The American Law Institute, an independent organization composed of 4000 prominent judges, lawyers, and legal scholars working to clarify, modernize, and improve the law, has called for banning the use of life imprisonment without parole for juveniles. Its new model code requires consideration of the child’s age and reduced sentences for juveniles prosecuted in adult court.

The American Law Institute (ALI) publishes Restatements of the Law and model statutes, including the Model Penal Code, which serves as a guide for policymakers and courts. A revised draft Model Penal Code section on Sentencing was approved by the Institute’s membership at its 2011 Annual Meeting.

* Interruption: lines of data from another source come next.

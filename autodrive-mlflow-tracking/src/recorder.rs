use crate::{check_response, url, Run, TrackingError};
use anyhow::Result;
use autodrive_core::{
    record::{Record, RecordValue, Recorder},
    STEP_KEY,
};
use chrono::{DateTime, Duration, Local, SecondsFormat};
use log::warn;
use reqwest::blocking::Client;
use serde::Serialize;
use serde_json::{Map, Value};

#[derive(Debug, Serialize)]
struct LogParamParams<'a> {
    run_id: &'a str,
    key: &'a str,
    value: &'a str,
}

#[derive(Debug, Serialize)]
struct LogMetricParams<'a> {
    run_id: &'a str,
    key: &'a str,
    value: f64,
    timestamp: i64,
    step: i64,
}

#[derive(Debug, Serialize)]
struct UpdateRunParams<'a> {
    run_id: &'a str,
    status: &'a str,
    end_time: i64,
    run_name: &'a str,
}

#[derive(Debug, Serialize)]
struct SetTagParams<'a> {
    run_id: &'a str,
    key: &'a str,
    value: &'a str,
}

/// Records metrics of a run to the MLflow tracking server.
///
/// Before training, [`MlflowTrackingRecorder::log_params()`] logs the
/// configuration of the run and [`MlflowTrackingRecorder::set_tag()`] adds
/// tags like the name of the simulator.
///
/// [`Recorder::write()`] logs the [`RecordValue::Scalar`] values of a record
/// as metrics, with the scalar under [`STEP_KEY`] as the `step` field of
/// MLflow's metric data. Other values are ignored and records without the
/// step are discarded.
///
/// When dropped, the status of the run is updated to `FINISHED` and the tags
/// `host_end_time` and `host_duration` are added.
pub struct MlflowTrackingRecorder {
    client: Client,
    base_url: String,
    run_id: String,
    run_name: String,
    user_name: String,
    password: String,
    start_time: DateTime<Local>,
}

impl MlflowTrackingRecorder {
    /// Creates a recorder of `run` and tags it with `host_start_time`.
    pub(crate) fn new(
        client: Client,
        base_url: &str,
        user_name: &str,
        password: &str,
        run: Run,
    ) -> Result<Self> {
        let start_time = Local::now();
        let recorder = Self {
            client,
            base_url: base_url.to_string(),
            run_id: run.info.run_id,
            run_name: run.info.run_name,
            user_name: user_name.to_string(),
            password: password.to_string(),
            start_time,
        };
        recorder.set_tag(
            "host_start_time",
            start_time.to_rfc3339_opts(SecondsFormat::Secs, true),
        )?;

        Ok(recorder)
    }

    /// ID of the run.
    pub fn run_id(&self) -> &str {
        &self.run_id
    }

    /// Name of the run.
    pub fn run_name(&self) -> &str {
        &self.run_name
    }

    /// Logs the fields of `params` as parameters of the run.
    pub fn log_params(&self, params: impl Serialize) -> Result<()> {
        for (key, value) in flatten_params(params)?.iter() {
            let params = LogParamParams {
                run_id: &self.run_id,
                key,
                value,
            };
            self.post("runs/log-parameter", &params)?;
        }
        Ok(())
    }

    /// Sets a tag of the run.
    pub fn set_tag(&self, key: impl AsRef<str>, value: impl AsRef<str>) -> Result<()> {
        let params = SetTagParams {
            run_id: &self.run_id,
            key: key.as_ref(),
            value: value.as_ref(),
        };
        self.post("runs/set-tag", &params)
    }

    fn post(&self, api: &str, params: &impl Serialize) -> Result<()> {
        let resp = self
            .client
            .post(url(&self.base_url, api))
            .basic_auth(&self.user_name, Some(&self.password))
            .json(params)
            .send()?;
        check_response(resp, api)?;
        Ok(())
    }

    fn finish(&self) -> Result<()> {
        let end_time = Local::now();
        let duration = end_time.signed_duration_since(self.start_time);
        self.set_tag(
            "host_end_time",
            end_time.to_rfc3339_opts(SecondsFormat::Secs, true),
        )?;
        self.set_tag("host_duration", format_duration(&duration))?;

        let params = UpdateRunParams {
            run_id: &self.run_id,
            status: "FINISHED",
            end_time: end_time.timestamp_millis(),
            run_name: &self.run_name,
        };
        self.post("runs/update", &params)
    }
}

impl Recorder for MlflowTrackingRecorder {
    fn write(&mut self, record: Record) {
        let (step, metrics) = match metrics_of(&record) {
            Some(metrics) => metrics,
            None => {
                warn!("Record without {:?} is discarded", STEP_KEY);
                return;
            }
        };
        let timestamp = Local::now().timestamp_millis();

        for (key, value) in metrics {
            let params = LogMetricParams {
                run_id: &self.run_id,
                key,
                value,
                timestamp,
                step,
            };
            if let Err(e) = self.post("runs/log-metric", &params) {
                warn!("Failed to log metric {:?}: {:#}", key, e);
            }
        }
    }
}

impl Drop for MlflowTrackingRecorder {
    fn drop(&mut self) {
        if let Err(e) = self.finish() {
            warn!("Failed to finish run {:?}: {:#}", self.run_name, e);
        }
    }
}

/// Flattens the fields of `params` into keys joined by `.` and string values.
fn flatten_params(params: impl Serialize) -> Result<Vec<(String, String)>> {
    match serde_json::to_value(params)? {
        Value::Object(map) => {
            let mut flat = vec![];
            flatten_into("", &map, &mut flat);
            Ok(flat)
        }
        _ => Err(TrackingError::NotAnObject.into()),
    }
}

fn flatten_into(prefix: &str, map: &Map<String, Value>, flat: &mut Vec<(String, String)>) {
    for (k, v) in map.iter() {
        let key = match prefix.is_empty() {
            true => k.clone(),
            false => format!("{}.{}", prefix, k),
        };
        match v {
            Value::Object(map) => flatten_into(&key, map, flat),
            Value::String(s) => flat.push((key, s.clone())),
            v => flat.push((key, v.to_string())),
        }
    }
}

/// Returns the step and the scalar metrics of a record, sorted by key.
fn metrics_of(record: &Record) -> Option<(i64, Vec<(&str, f64)>)> {
    let step = record.get_scalar(STEP_KEY).ok()? as i64;
    let mut metrics = record
        .iter()
        .filter(|(k, _)| k.as_str() != STEP_KEY)
        .filter_map(|(k, v)| match v {
            RecordValue::Scalar(v) => Some((k.as_str(), *v as f64)),
            _ => None,
        })
        .collect::<Vec<_>>();
    metrics.sort_by(|a, b| a.0.cmp(b.0));
    Some((step, metrics))
}

fn format_duration(dt: &Duration) -> String {
    let mut seconds = dt.num_seconds();
    let mut minutes = seconds / 60;
    seconds %= 60;
    let hours = minutes / 60;
    minutes %= 60;
    format!("{:02}:{:02}:{:02}", hours, minutes, seconds)
}

#[cfg(test)]
mod tests {
    use super::*;

    #[derive(Serialize)]
    struct AgentParams {
        batch_size: usize,
        optimizer: Optimizer,
    }

    #[derive(Serialize)]
    enum Optimizer {
        Adam { lr: f64 },
    }

    #[derive(Serialize)]
    struct Params {
        env_name: String,
        resume: bool,
        agent: AgentParams,
    }

    #[test]
    fn test_flatten_params() {
        let params = Params {
            env_name: "carla".to_string(),
            resume: false,
            agent: AgentParams {
                batch_size: 64,
                optimizer: Optimizer::Adam { lr: 0.5 },
            },
        };
        let flat = flatten_params(&params).unwrap();
        assert_eq!(
            flat,
            vec![
                ("agent.batch_size".to_string(), "64".to_string()),
                ("agent.optimizer.Adam.lr".to_string(), "0.5".to_string()),
                ("env_name".to_string(), "carla".to_string()),
                ("resume".to_string(), "false".to_string()),
            ]
        );

        let err = flatten_params(3).unwrap_err();
        assert!(matches!(
            err.downcast_ref::<TrackingError>(),
            Some(TrackingError::NotAnObject)
        ));
    }

    #[test]
    fn test_metrics_of_record() {
        let record = Record::from_slice(&[
            (STEP_KEY, RecordValue::Scalar(40.0)),
            ("Reward/info", RecordValue::Scalar(-2.5)),
            ("Epsilon/info", RecordValue::Scalar(0.5)),
            ("hyperparameters", RecordValue::String("|param|value|".to_string())),
        ]);
        let (step, metrics) = metrics_of(&record).unwrap();
        assert_eq!(step, 40);
        assert_eq!(metrics, vec![("Epsilon/info", 0.5), ("Reward/info", -2.5)]);

        assert!(metrics_of(&Record::from_scalar("Reward/info", 1.0)).is_none());
    }

    #[test]
    fn test_format_duration() {
        assert_eq!(format_duration(&Duration::seconds(59)), "00:00:59");
        assert_eq!(format_duration(&Duration::seconds(3 * 3600 + 25 * 60 + 7)), "03:25:07");
    }
}
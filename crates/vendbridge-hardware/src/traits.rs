//! Serial link trait definition.
//!
//! The trait uses native `async fn` methods (Rust 1.90 + Edition 2024
//! RPITIT), eliminating the need for the `async_trait` macro.

#![allow(async_fn_in_trait)]

use crate::error::Result;
use vendbridge_core::ProductType;
use vendbridge_protocol::OutboundFrame;

/// Line-oriented connection to the dispensing controller.
///
/// # Object Safety and Dynamic Dispatch
///
/// **NOTE**: This trait is NOT object-safe because `async fn` methods return
/// `impl Future`. Use generic parameters, or the
/// [`AnySerialLink`](crate::devices::AnySerialLink) enum wrapper when the
/// concrete device is chosen at runtime.
///
/// # Examples
///
/// ```no_run
/// use vendbridge_hardware::traits::SerialLink;
/// use vendbridge_hardware::Result;
///
/// async fn print_lines<L: SerialLink>(link: &mut L) -> Result<()> {
///     loop {
///         if let Some(line) = link.read_line().await? {
///             println!("{line}");
///         }
///     }
/// }
/// ```
pub trait SerialLink: Send {
    /// Read the next decoded line.
    ///
    /// Waits at most the link's read timeout and returns `Ok(None)` if no
    /// complete line arrived in that window.
    ///
    /// # Errors
    ///
    /// Returns an error if the device is disconnected or the port fails.
    /// Callers must treat every error as fatal.
    async fn read_line(&mut self) -> Result<Option<String>>;

    /// Write one frame to the firmware.
    ///
    /// # Errors
    ///
    /// Returns an error if the write fails.
    async fn write_frame(&mut self, frame: OutboundFrame) -> Result<()>;

    /// Ask the firmware to dispense one product (`DISPENSE:<product>\n`).
    ///
    /// # Errors
    ///
    /// Returns an error if the write fails.
    async fn write_command(&mut self, product: ProductType) -> Result<()> {
        self.write_frame(OutboundFrame::Dispense(product)).await
    }

    /// Name of the underlying port, as reported in the status file.
    fn port_name(&self) -> &str;
}
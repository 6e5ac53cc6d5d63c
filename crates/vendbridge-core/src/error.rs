use thiserror::Error;

#[derive(Error, Debug)]
pub enum Error {
    #[error("Invalid product type: {0}")]
    InvalidProductType(String),

    #[error("Invalid scan id: {0}")]
    InvalidScanId(String),

    // Configuration errors
    #[error("Configuration error: {0}")]
    Config(String),
}

pub type Result<T> = std::result::Result<T, Error>;
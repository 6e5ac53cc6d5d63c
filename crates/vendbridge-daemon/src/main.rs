//! `vendbridge` - card reader and dispenser bridge.

use std::path::PathBuf;

use anyhow::Context;
use chrono::Local;
use clap::{Parser, Subcommand};
use tokio::io::BufReader;
use tokio_util::sync::CancellationToken;
use tracing::{info, warn};
use tracing_subscriber::EnvFilter;

use vendbridge_core::constants::{DEFAULT_BAUD_RATE, DEFAULT_SERIAL_PORT};
use vendbridge_core::{BridgeConfig, DispenseCommand, ProductType};
use vendbridge_hardware::AnySerialLink;
use vendbridge_hardware::mock::{MockSerial, MockSerialHandle};
use vendbridge_hardware::port::SerialPortLink;
use vendbridge_mailbox::Mailbox;

#[derive(Parser)]
#[command(name = "vendbridge")]
#[command(about = "Bridge between a serial card reader / dispenser and a file mailbox")]
#[command(version)]
struct Cli {
    #[command(subcommand)]
    command: Option<Commands>,

    /// Serial device of the controller
    #[arg(short, long, env = "VENDBRIDGE_PORT", default_value = DEFAULT_SERIAL_PORT, global = true)]
    port: String,

    /// Directory holding card_scans/, dispense_commands/ and the status file
    #[arg(long, env = "VENDBRIDGE_BASE_DIR", default_value = ".", global = true)]
    base_dir: PathBuf,

    /// Log level (trace, debug, info, warn, error); RUST_LOG takes precedence
    #[arg(short, long, default_value = "info", global = true)]
    log_level: String,
}

#[derive(Subcommand)]
enum Commands {
    /// Run the bridge (default)
    Run {
        /// Serial line speed
        #[arg(long, default_value_t = DEFAULT_BAUD_RATE)]
        baud: u32,

        /// Use a simulated controller fed with firmware lines from stdin
        #[arg(long)]
        mock: bool,
    },
    /// Print the status last written by the bridge
    Status,
    /// Queue a dispense command
    Dispense {
        /// Product to dispense (pad or tampon)
        product: ProductType,
    },
    /// List pending dispense commands in processing order
    Pending,
}

#[tokio::main]
async fn main() -> anyhow::Result<()> {
    let cli = Cli::parse();
    init_logging(&cli.log_level);

    let config = BridgeConfig::new(cli.port).base_dir(cli.base_dir);

    match cli.command {
        None => run_bridge(config, false).await,
        Some(Commands::Run { baud, mock }) => run_bridge(config.baud_rate(baud), mock).await,
        Some(Commands::Status) => print_status(&config),
        Some(Commands::Dispense { product }) => enqueue(&config, product),
        Some(Commands::Pending) => list_pending(&config),
    }
}

fn init_logging(level: &str) {
    let filter = EnvFilter::try_from_default_env().unwrap_or_else(|_| EnvFilter::new(level));
    tracing_subscriber::fmt()
        .with_env_filter(filter)
        .with_target(false)
        .init();
}

async fn run_bridge(config: BridgeConfig, mock: bool) -> anyhow::Result<()> {
    config.validate().context("invalid configuration")?;

    let shutdown = CancellationToken::new();
    let signal = shutdown.clone();
    tokio::spawn(async move {
        match tokio::signal::ctrl_c().await {
            Ok(()) => {
                info!("Interrupt received, stopping card reader");
                signal.cancel();
            }
            Err(e) => warn!(error = %e, "Cannot listen for interrupt signal"),
        }
    });

    let simulated = mock.then(|| {
        let (link, handle) = MockSerial::with_name(config.serial_port.clone());
        tokio::spawn(feed_mock(handle, shutdown.clone()));
        link
    });
    let open = move |config: &BridgeConfig| -> vendbridge_hardware::Result<AnySerialLink> {
        match simulated {
            Some(link) => Ok(link.into()),
            None => SerialPortLink::open(config).map(Into::into),
        }
    };

    vendbridge_daemon::run(config, open, shutdown).await?;
    Ok(())
}

/// Forward stdin to the simulated controller, one firmware line per line.
async fn feed_mock(handle: MockSerialHandle, shutdown: CancellationToken) {
    info!("Simulated controller reading firmware lines from stdin");
    match handle.replay(BufReader::new(tokio::io::stdin())).await {
        Ok(lines) => info!(lines, "Simulated controller input ended"),
        Err(e) => warn!(error = %e, "Simulated controller input failed"),
    }
    // The handle must outlive the bridge, or the link reports a disconnect.
    shutdown.cancelled().await;
}

fn print_status(config: &BridgeConfig) -> anyhow::Result<()> {
    let record = Mailbox::new(config)
        .status
        .read()
        .context("no status available, has the bridge run in this directory?")?;

    println!("status:      {}", record.status);
    println!("message:     {}", record.message);
    println!("timestamp:   {}", record.timestamp.to_rfc3339());
    println!("serial_port: {}", record.serial_port);
    Ok(())
}

fn enqueue(config: &BridgeConfig, product: ProductType) -> anyhow::Result<()> {
    let mailbox = Mailbox::open(config)?;
    let command_id = Local::now().timestamp_millis().to_string();
    let path = mailbox
        .commands
        .submit(&DispenseCommand::new(command_id, product))?;

    println!("{}", path.display());
    Ok(())
}

fn list_pending(config: &BridgeConfig) -> anyhow::Result<()> {
    let queue = Mailbox::new(config).commands;
    let entries = queue
        .pending()
        .with_context(|| format!("cannot list {}", queue.dir().display()))?;

    for entry in entries {
        let product = match queue.load(&entry) {
            Ok(command) => command.product_type.to_string(),
            Err(e) => format!("invalid ({e})"),
        };
        println!("{}\t{}", entry.file_name(), product);
    }
    Ok(())
}
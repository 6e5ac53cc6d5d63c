//! Mock serial link for testing and development.
//!
//! This module provides a simulated firmware connection that can be driven
//! programmatically: inbound lines are pushed through a handle, outbound
//! frames are recorded for inspection.

use std::sync::atomic::{AtomicBool, Ordering};
use std::sync::{Arc, Mutex, PoisonError};
use std::time::Duration;

use tokio::io::{AsyncBufRead, AsyncBufReadExt};
use tokio::sync::mpsc;

use crate::error::{Result, SerialError};
use crate::traits::SerialLink;
use vendbridge_core::constants::DEFAULT_READ_TIMEOUT;
use vendbridge_protocol::OutboundFrame;

/// Mock serial link.
///
/// # Examples
///
/// ```
/// use vendbridge_core::ProductType;
/// use vendbridge_hardware::mock::MockSerial;
/// use vendbridge_hardware::traits::SerialLink;
///
/// #[tokio::main]
/// async fn main() -> vendbridge_hardware::Result<()> {
///     let (mut link, handle) = MockSerial::new();
///
///     handle.push_line("CARDUID:04A1B2C3")?;
///     assert_eq!(link.read_line().await?.as_deref(), Some("CARDUID:04A1B2C3"));
///
///     link.write_command(ProductType::Pad).await?;
///     assert_eq!(handle.written(), vec!["DISPENSE:pad\n"]);
///
///     Ok(())
/// }
/// ```
#[derive(Debug)]
pub struct MockSerial {
    /// Channel receiver for simulated firmware output
    event_rx: mpsc::Receiver<MockEvent>,

    /// Frames written by the bridge, in wire format
    written: Arc<Mutex<Vec<String>>>,

    /// When set, writes fail with a communication error
    fail_writes: Arc<AtomicBool>,

    /// Time one write takes to reach the device
    write_delay: Arc<Mutex<Duration>>,

    /// Device name
    name: String,

    /// Upper bound on one `read_line` call
    read_timeout: Duration,
}

impl MockSerial {
    /// Create a new mock link with the default name and read timeout.
    pub fn new() -> (Self, MockSerialHandle) {
        Self::with_name("MOCK".to_string())
    }

    /// Create a new mock link with a custom port name.
    pub fn with_name(name: String) -> (Self, MockSerialHandle) {
        let (event_tx, event_rx) = mpsc::channel(64);
        let written = Arc::new(Mutex::new(Vec::new()));
        let fail_writes = Arc::new(AtomicBool::new(false));
        let write_delay = Arc::new(Mutex::new(Duration::ZERO));

        let link = Self {
            event_rx,
            written: Arc::clone(&written),
            fail_writes: Arc::clone(&fail_writes),
            write_delay: Arc::clone(&write_delay),
            name,
            read_timeout: DEFAULT_READ_TIMEOUT,
        };

        let handle = MockSerialHandle {
            event_tx,
            written,
            fail_writes,
            write_delay,
        };

        (link, handle)
    }

    /// Set the upper bound on one `read_line` call.
    pub fn with_read_timeout(mut self, timeout: Duration) -> Self {
        self.read_timeout = timeout;
        self
    }
}

impl SerialLink for MockSerial {
    async fn read_line(&mut self) -> Result<Option<String>> {
        match tokio::time::timeout(self.read_timeout, self.event_rx.recv()).await {
            Err(_elapsed) => Ok(None),
            Ok(Some(MockEvent::Line(line))) => Ok(Some(line)),
            Ok(Some(MockEvent::Fault(message))) => Err(SerialError::communication(message)),
            Ok(None) => Err(SerialError::disconnected(&self.name)),
        }
    }

    async fn write_frame(&mut self, frame: OutboundFrame) -> Result<()> {
        if self.fail_writes.load(Ordering::SeqCst) {
            return Err(SerialError::communication("mock write failure"));
        }
        let delay = *self.write_delay.lock().unwrap_or_else(PoisonError::into_inner);
        if !delay.is_zero() {
            tokio::time::sleep(delay).await;
        }
        self.written
            .lock()
            .unwrap_or_else(PoisonError::into_inner)
            .push(frame.to_wire());
        Ok(())
    }

    fn port_name(&self) -> &str {
        &self.name
    }
}

/// Internal event type for the mock link.
#[derive(Debug, Clone)]
enum MockEvent {
    Line(String),
    Fault(String),
}

/// Handle for driving a [`MockSerial`] from tests.
///
/// Dropping the handle simulates unplugging the device: the next read that
/// finds no buffered line fails with `SerialError::Disconnected`.
#[derive(Debug, Clone)]
pub struct MockSerialHandle {
    event_tx: mpsc::Sender<MockEvent>,
    written: Arc<Mutex<Vec<String>>>,
    fail_writes: Arc<AtomicBool>,
    write_delay: Arc<Mutex<Duration>>,
}

impl MockSerialHandle {
    /// Simulate the firmware emitting one line.
    ///
    /// # Errors
    ///
    /// Returns an error if the link was dropped or the buffer is full.
    pub fn push_line(&self, line: impl Into<String>) -> Result<()> {
        self.event_tx
            .try_send(MockEvent::Line(line.into()))
            .map_err(|_| SerialError::disconnected("mock link closed or full"))
    }

    /// Make the next read fail as if the port reported an I/O error.
    ///
    /// # Errors
    ///
    /// Returns an error if the link was dropped or the buffer is full.
    pub fn inject_fault(&self, message: impl Into<String>) -> Result<()> {
        self.event_tx
            .try_send(MockEvent::Fault(message.into()))
            .map_err(|_| SerialError::disconnected("mock link closed or full"))
    }

    /// Push every line of `reader` as firmware output, waiting for buffer
    /// space as needed. Returns the number of lines pushed once `reader` ends.
    ///
    /// # Errors
    ///
    /// Returns an error if reading fails or the link was dropped.
    pub async fn replay<R: AsyncBufRead + Unpin>(&self, reader: R) -> Result<usize> {
        let mut lines = reader.lines();
        let mut pushed = 0;
        while let Some(line) = lines.next_line().await? {
            self.event_tx
                .send(MockEvent::Line(line))
                .await
                .map_err(|_| SerialError::disconnected("mock link closed"))?;
            pushed += 1;
        }
        Ok(pushed)
    }

    /// Make subsequent writes fail (or succeed again).
    pub fn fail_writes(&self, fail: bool) {
        self.fail_writes.store(fail, Ordering::SeqCst);
    }

    /// Make each write take `delay` before it completes.
    pub fn delay_writes(&self, delay: Duration) {
        *self.write_delay.lock().unwrap_or_else(PoisonError::into_inner) = delay;
    }

    /// Frames written by the bridge so far, in wire format.
    pub fn written(&self) -> Vec<String> {
        self.written
            .lock()
            .unwrap_or_else(PoisonError::into_inner)
            .clone()
    }
}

The new sentencing Code recognizes that children “should be judged less blameworthy for their criminal acts than older offenders — and age-based mitigation should increase in correspondence with the youthfulness of individual defendants.” The Code also grants sentencing judges discretion to impose a juvenile-court disposition as an alternative to an adult sanction, requires a juvenile-court disposition in some cases, and allows judges to retain authority to impose an adult sentence if the offender violates the conditions of the juvenile disposition.

The Code recommends that states exempt underage offenders from mandatory minimum penalties and that they establish lowered maximum penalties for youthful offenders. It would make all juvenile offenders sentenced to long prison terms eligible for sentence modification after serving 10 years.

Noting that more than 10,000 children were housed in adult prisons and jails on any given day in 2009, and that children are especially vulnerable to victimization, psychological harm, and suicide in adult prisons, the Code bars housing juveniles in adult prisons.

EJI believes that no child should be sentenced to die in prison and has launched a litigation campaign to challenge death-in-prison sentences imposed on young children.